Ангиль пытался натянуть брюки, сидя на кровати. Он тяжело дышал, даже такое усилие давалось ему с трудом.
Гомес отвернулся.
– Очень расплывчатый фильмик. Ты утверждаешь, что эти два типа, которые беседуют, медики из Парижской городской полиции.
– Так оно и есть, не сомневайся. Кусок, который ты видел, – часть значительно большей сцены, – пояснил Ангиль, продолжая сражаться с брюками. – Один мой коллега снял эту ленту для совершенно другой цели.
– А откуда мне знать, – резонно заметил Гомес, – вдруг эти двое парней – тоже твои коллеги, разыгрывающие полицейских?
Слегка поскуливая, Ангиль в конце концов натянул штаны.
– Нет, они действительно полицейские, более того, полицейские высокого ранга, – заверил он. – И, что особенно важно для тебя, Гомес, они говорят про другое письмо Неизвестного Солдата.
– Не про ту записку, оставленную на обрезках Бушона?
– Нет, про совсем другое письмо.
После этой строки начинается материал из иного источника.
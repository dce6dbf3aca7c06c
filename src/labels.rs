//! Display labels for the stored codes.

/// Category codes offered by the bill form.
pub const BILL_CATEGORIES: [&str; 4] = ["moradia", "servicos", "impostos", "outros"];

/// Category codes offered by the transaction form.
pub const TRANSACTION_CATEGORIES: [&str; 7] = [
    "moradia",
    "servicos",
    "impostos",
    "outros",
    "fornecedores",
    "salarios",
    "vendas",
];

/// Transaction type codes.
pub const TRANSACTION_TYPES: [&str; 2] = ["income", "expense"];

/// Chart of accounts type codes.
pub const ACCOUNT_TYPES: [&str; 4] = ["ativo", "passivo", "receita", "despesa"];

/// Placeholder for values that are absent.
pub const MISSING_VALUE: &str = "—";

/// The pt-BR label for a category code, or the code itself if it is unknown.
pub fn category_label(code: &str) -> &str {
    match code {
        "moradia" => "Moradia",
        "servicos" => "Serviços",
        "impostos" => "Impostos",
        "outros" => "Outros",
        "fornecedores" => "Fornecedores",
        "salarios" => "Salários",
        "vendas" => "Vendas",
        other => other,
    }
}

pub fn transaction_type_label(code: &str) -> &str {
    match code {
        "income" => "Receita",
        "expense" => "Despesa",
        other => other,
    }
}

pub fn account_type_label(code: &str) -> &str {
    match code {
        "ativo" => "Ativo",
        "passivo" => "Passivo",
        "receita" => "Receita",
        "despesa" => "Despesa",
        other => other,
    }
}

pub fn bill_status_label(paid: bool) -> &'static str {
    if paid { "Pago" } else { "Em aberto" }
}

pub fn active_label(active: bool) -> &'static str {
    if active { "Ativo" } else { "Inativo" }
}
//! The dashboard filter and its translation into SQL.
//!
//! One filter applies to every dated collection: transactions are filtered on
//! `date` and bills on `due_date`. Values that are empty or cannot be parsed
//! are ignored rather than rejected.

use rusqlite::ToSql;
use serde::{Deserialize, Serialize};
use time::{
    Date, Duration, OffsetDateTime, format_description::BorrowedFormatItem,
    macros::format_description,
};

const FILTER_DATE_FORMAT: &[BorrowedFormatItem] = format_description!("[year]-[month]-[day]");

/// The query parameters of the dashboard filter form.
#[derive(Debug, Clone, Default, PartialEq, Eq, Serialize, Deserialize)]
#[serde(default)]
pub struct RecordFilter {
    /// First day to include, "YYYY-MM-DD".
    #[serde(skip_serializing_if = "String::is_empty")]
    pub from: String,
    /// Last day to include, "YYYY-MM-DD".
    #[serde(skip_serializing_if = "String::is_empty")]
    pub to: String,
    /// Case-insensitive partial match on the description.
    #[serde(skip_serializing_if = "String::is_empty")]
    pub search: String,
    /// Exact category code.
    #[serde(skip_serializing_if = "String::is_empty")]
    pub category: String,
}

/// A SQL condition with its positional parameters.
pub struct SqlFilter {
    /// Either empty or a `WHERE ...` clause.
    pub where_clause: String,
    pub params: Vec<Box<dyn ToSql>>,
}

impl RecordFilter {
    pub fn from_date(&self) -> Option<Date> {
        parse_filter_date(&self.from)
    }

    pub fn to_date(&self) -> Option<Date> {
        parse_filter_date(&self.to)
    }

    pub fn search_term(&self) -> Option<&str> {
        Some(self.search.trim()).filter(|search| !search.is_empty())
    }

    pub fn category_code(&self) -> Option<&str> {
        Some(self.category.trim()).filter(|category| !category.is_empty())
    }

    /// Whether none of the filter values has an effect.
    pub fn is_empty(&self) -> bool {
        self.from_date().is_none()
            && self.to_date().is_none()
            && self.search_term().is_none()
            && self.category_code().is_none()
    }

    /// Build the `WHERE` clause restricting `date_column`, `description` and
    /// `category`.
    ///
    /// Dates are stored as midnight UTC, so the range is compared against the
    /// same encoding: `from` at midnight inclusive, and the day after `to` at
    /// midnight exclusive.
    pub fn to_sql(&self, date_column: &str) -> SqlFilter {
        let mut conditions: Vec<String> = Vec::new();
        let mut params: Vec<Box<dyn ToSql>> = Vec::new();

        if let Some(from) = self.from_date() {
            params.push(Box::new(start_of_day(from)));
            conditions.push(format!("{date_column} >= ?{}", params.len()));
        }

        if let Some(to) = self.to_date() {
            params.push(Box::new(start_of_day(to) + Duration::days(1)));
            conditions.push(format!("{date_column} < ?{}", params.len()));
        }

        if let Some(search) = self.search_term() {
            params.push(Box::new(format!("%{}%", escape_like(search))));
            conditions.push(format!("description LIKE ?{} ESCAPE '\\'", params.len()));
        }

        if let Some(category) = self.category_code() {
            params.push(Box::new(category.to_owned()));
            conditions.push(format!("category = ?{}", params.len()));
        }

        let where_clause = if conditions.is_empty() {
            String::new()
        } else {
            format!("WHERE {}", conditions.join(" AND "))
        };

        SqlFilter {
            where_clause,
            params,
        }
    }

    /// The filter as a URL query string without the leading '?'. Empty values
    /// are left out.
    pub fn to_query_string(&self) -> String {
        serde_urlencoded::to_string(self).unwrap_or_default()
    }
}

fn parse_filter_date(value: &str) -> Option<Date> {
    Date::parse(value.trim(), FILTER_DATE_FORMAT).ok()
}

fn start_of_day(date: Date) -> OffsetDateTime {
    date.midnight().assume_utc()
}

/// Escape the LIKE wildcards in `text` using '\' as the escape character.
fn escape_like(text: &str) -> String {
    let mut escaped = String::with_capacity(text.len());

    for c in text.chars() {
        if matches!(c, '\\' | '%' | '_') {
            escaped.push('\\');
        }
        escaped.push(c);
    }

    escaped
}
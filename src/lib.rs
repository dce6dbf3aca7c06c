//! Restaurant Finance is a web app for managing the bills, transactions,
//! chart of accounts and payment methods of a restaurant business.
//!
//! This library provides a REST API that directly serves HTML pages enhanced
//! with htmx, backed by a SQLite database.

#![warn(missing_docs)]

use std::{net::SocketAddr, time::Duration};

use axum::{
    http::StatusCode,
    response::{IntoResponse, Response},
};
use axum_server::Handle;
use tokio::signal;

mod alert;
mod app_state;
mod bill;
mod chart_of_accounts;
mod dashboard;
mod database_id;
mod db;
mod endpoints;
mod filter;
mod html;
mod internal_server_error;
mod labels;
mod logging;
mod navigation;
mod not_found;
mod overview;
mod payment_method;
mod record_form;
mod record_table;
mod routing;
mod timezone;
mod transaction;
mod validation;

#[cfg(test)]
mod test_utils;

pub use app_state::AppState;
pub use db::initialize as initialize_db;
pub use logging::{LOG_BODY_LENGTH_LIMIT, logging_middleware};
pub use routing::build_router;

use crate::{
    alert::Alert,
    internal_server_error::InternalServerError,
    not_found::get_404_not_found_response,
};

/// An async task that waits for either the ctrl+c or terminate signal, whichever comes first, and
/// then signals the server to shut down gracefully.
///
/// `handle` is a handle to an Axum `Server`.
pub async fn graceful_shutdown(handle: Handle<SocketAddr>) {
    let ctrl_c = async {
        if let Err(error) = signal::ctrl_c().await {
            tracing::error!("failed to install Ctrl+C handler: {error}");
            std::future::pending::<()>().await;
        }
    };

    #[cfg(unix)]
    let terminate = async {
        match signal::unix::signal(signal::unix::SignalKind::terminate()) {
            Ok(mut signal) => {
                signal.recv().await;
            }
            Err(error) => {
                tracing::error!("failed to install terminate signal handler: {error}");
                std::future::pending::<()>().await;
            }
        }
    };

    #[cfg(not(unix))]
    let terminate = std::future::pending::<()>();

    tokio::select! {
        _ = ctrl_c => {
            tracing::debug!("Received ctrl+c signal.");
            handle.graceful_shutdown(Some(Duration::from_secs(1)));
        },
        _ = terminate => {
            tracing::debug!("Received terminate signal.");
            handle.graceful_shutdown(Some(Duration::from_secs(1)));
        },
    }
}

/// The errors that may occur in the application.
#[derive(Debug, thiserror::Error, PartialEq)]
pub enum Error {
    /// The requested resource was not found.
    ///
    /// For HTTP request handlers, the client should check that the parameters
    /// (e.g., ID) are correct and that the resource has been created.
    ///
    /// Internally, this error may occur when a query returns no rows.
    #[error("the requested resource could not be found")]
    NotFound,

    /// An unhandled/unexpected SQL error.
    #[error("an unexpected SQL error occurred: {0}")]
    SqlError(rusqlite::Error),

    /// Could not acquire the database lock
    #[error("could not acquire the database lock")]
    DatabaseLockError,

    /// An error occurred while getting the local timezone from a canonical timezone string.
    #[error("invalid timezone {0}")]
    InvalidTimezoneError(String),

    /// A record referred to a payment method, account or parent account that
    /// does not exist.
    #[error("the record refers to a row that does not exist")]
    InvalidReference,

    /// Tried to update a transaction that does not exist
    #[error("tried to update a transaction that is not in the database")]
    UpdateMissingTransaction,

    /// Tried to update a bill that does not exist
    #[error("tried to update a bill that is not in the database")]
    UpdateMissingBill,

    /// Tried to update a chart of accounts entry that does not exist
    #[error("tried to update an account that is not in the database")]
    UpdateMissingAccount,

    /// Tried to update a payment method that does not exist
    #[error("tried to update a payment method that is not in the database")]
    UpdateMissingPaymentMethod,
}

impl From<rusqlite::Error> for Error {
    fn from(value: rusqlite::Error) -> Self {
        match value {
            rusqlite::Error::SqliteFailure(
                rusqlite::ffi::Error {
                    code: _,
                    extended_code: rusqlite::ffi::SQLITE_CONSTRAINT_FOREIGNKEY,
                },
                _,
            ) => Error::InvalidReference,
            rusqlite::Error::QueryReturnedNoRows => Error::NotFound,
            error => {
                tracing::error!("an unhandled SQL error occurred: {}", error);
                Error::SqlError(error)
            }
        }
    }
}

impl IntoResponse for Error {
    fn into_response(self) -> Response {
        match self {
            Error::NotFound => get_404_not_found_response(),
            Error::InvalidTimezoneError(timezone) => InternalServerError {
                description: "Fuso horário inválido",
                fix: &format!(
                    "Não foi possível obter o fuso horário \"{timezone}\". Verifique as \
                    configurações do servidor e use um nome de fuso horário canônico."
                ),
            }
            .into_response(),
            Error::DatabaseLockError => InternalServerError::default().into_response(),
            // Any errors that are not handled above are not intended to be shown to the client.
            error => {
                tracing::error!("An unexpected error occurred: {}", error);
                InternalServerError::default().into_response()
            }
        }
    }
}

impl Error {
    fn status_code(&self) -> StatusCode {
        match self {
            Error::NotFound
            | Error::UpdateMissingTransaction
            | Error::UpdateMissingBill
            | Error::UpdateMissingAccount
            | Error::UpdateMissingPaymentMethod => StatusCode::NOT_FOUND,
            Error::InvalidReference => StatusCode::UNPROCESSABLE_ENTITY,
            Error::SqlError(_) | Error::DatabaseLockError | Error::InvalidTimezoneError(_) => {
                StatusCode::INTERNAL_SERVER_ERROR
            }
        }
    }

    fn alert_details(&self) -> String {
        match self {
            Error::NotFound => "O registro não foi encontrado.".to_owned(),
            Error::InvalidReference => {
                "O registro selecionado não existe mais. Atualize a página e tente novamente."
                    .to_owned()
            }
            Error::UpdateMissingTransaction => "A transação não foi encontrada.".to_owned(),
            Error::UpdateMissingBill => "A conta a pagar não foi encontrada.".to_owned(),
            Error::UpdateMissingAccount => "A conta não foi encontrada.".to_owned(),
            Error::UpdateMissingPaymentMethod => {
                "A forma de pagamento não foi encontrada.".to_owned()
            }
            Error::InvalidTimezoneError(timezone) => format!(
                "Não foi possível obter o fuso horário \"{timezone}\". Verifique as \
                configurações do servidor."
            ),
            Error::SqlError(_) | Error::DatabaseLockError => {
                "Ocorreu um erro inesperado, verifique os logs do servidor.".to_owned()
            }
        }
    }

    /// Render the error as an alert fragment for htmx routes.
    fn into_alert_response(self) -> Response {
        let message = match self {
            Error::NotFound => "Registro não encontrado",
            Error::InvalidTimezoneError(_) => "Fuso horário inválido",
            _ => "Algo deu errado",
        };

        self.into_alert_response_with_message(message)
    }

    /// Render the error as an alert fragment with a caller-chosen headline,
    /// e.g. "Erro ao criar conta".
    fn into_alert_response_with_message(self, message: &str) -> Response {
        let status_code = self.status_code();

        Alert::error(message, &self.alert_details()).into_response_with_status(status_code)
    }
}
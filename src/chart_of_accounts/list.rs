//! The chart of accounts list shown on the dashboard.

use std::collections::HashMap;

use maud::Markup;

use crate::{
    chart_of_accounts::{AccountId, ChartOfAccount},
    endpoints::{self, format_endpoint},
    labels::{MISSING_VALUE, account_type_label, active_label},
    record_table::{Column, project, table_view},
};

pub fn chart_of_accounts_list_view(accounts: &[ChartOfAccount]) -> Markup {
    let names_by_id: HashMap<AccountId, String> = accounts
        .iter()
        .map(|account| (account.id, account.display_name()))
        .collect();

    let columns = vec![
        Column::new("code", "Código", |account: &ChartOfAccount| account.code.clone()),
        Column::new("name", "Nome", |account: &ChartOfAccount| account.name.clone()),
        Column::new("type", "Tipo", |account: &ChartOfAccount| {
            account_type_label(&account.account_type).to_owned()
        }),
        Column::new("parent_id", "Conta Pai", |account: &ChartOfAccount| {
            account
                .parent_id
                .and_then(|parent_id| names_by_id.get(&parent_id).cloned())
                .unwrap_or_else(|| MISSING_VALUE.to_owned())
        }),
        Column::new("active", "Status", |account: &ChartOfAccount| {
            active_label(account.active).to_owned()
        }),
    ];

    let rows = project(accounts, &columns, |account| {
        format_endpoint(endpoints::EDIT_ACCOUNT_VIEW, account.id)
    });

    table_view(&columns, &rows)
}

#[cfg(test)]
mod chart_of_accounts_list_tests {
    use scraper::{Html, Selector};
    use time::OffsetDateTime;

    use crate::chart_of_accounts::ChartOfAccount;

    use super::chart_of_accounts_list_view;

    fn account(id: i64, code: &str, parent_id: Option<i64>) -> ChartOfAccount {
        ChartOfAccount {
            id,
            code: code.to_owned(),
            name: format!("Conta {code}"),
            account_type: "passivo".to_owned(),
            parent_id,
            active: true,
            created_at: OffsetDateTime::UNIX_EPOCH,
        }
    }

    #[test]
    fn renders_parent_name_and_type_label() {
        let accounts = [account(1, "2", None), account(2, "2.1", Some(1))];

        let html = Html::parse_fragment(&chart_of_accounts_list_view(&accounts).into_string());

        let rows = html
            .select(&Selector::parse("tbody tr").unwrap())
            .map(|row| {
                row.select(&Selector::parse("td").unwrap())
                    .map(|cell| cell.text().collect::<String>().trim().to_owned())
                    .collect::<Vec<_>>()
            })
            .collect::<Vec<_>>();

        assert_eq!(rows[0][2], "Passivo");
        assert_eq!(rows[0][3], "—");
        assert_eq!(rows[1][3], "2 - Conta 2");
    }
}
use axum::{body::Body, http::StatusCode, response::Response};

#[track_caller]
pub(crate) fn assert_status_ok(response: &Response<Body>) {
    assert_eq!(response.status(), StatusCode::OK);
}

#[track_caller]
pub(crate) fn assert_content_type(response: &Response<Body>, content_type: &str) {
    let content_type_header = response
        .headers()
        .get("content-type")
        .expect("content-type header missing");
    assert_eq!(content_type_header, content_type);
}

#[track_caller]
pub(crate) fn get_header(response: &Response<Body>, header_name: &str) -> String {
    let header_error_message = format!("Headers missing {header_name}");

    response
        .headers()
        .get(header_name)
        .expect(&header_error_message)
        .to_str()
        .expect("Could not convert to str")
        .to_string()
}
Письмо, присланное непосредственно в полицию.
– Неизвестный Солдат никогда так не делает, Эдди. Это не в его привычках.
– Как бы то ни было, на этот раз он так сделал. Когда мне рассказали, о чем говорится в этом видеофильме, я понял, что это то, что надо. Ведь я уже знал, зачем ты появился в Париже.
Ангиль дышал часто, неглубоко.
– Я очень старался, Гомес, я ноги до самой жопы стер – и все для тебя. Я добыл копию этого самого письма.
– И ее-то ты и продаешь?
Кивнув, Ангиль снова зашелся кашлем.
– Ее. За полторы тысячи.
– А почему бы мне, аккредитованному оперативнику, не пойти прямо в полицию и не попросить у них это чертово письмо? Дешевле обойдется.
– А потому, Гомес, что они даже не признаются, что у них есть такое письмо. Ты же слышал, как они говорят насчет того, чтобы скрыть его.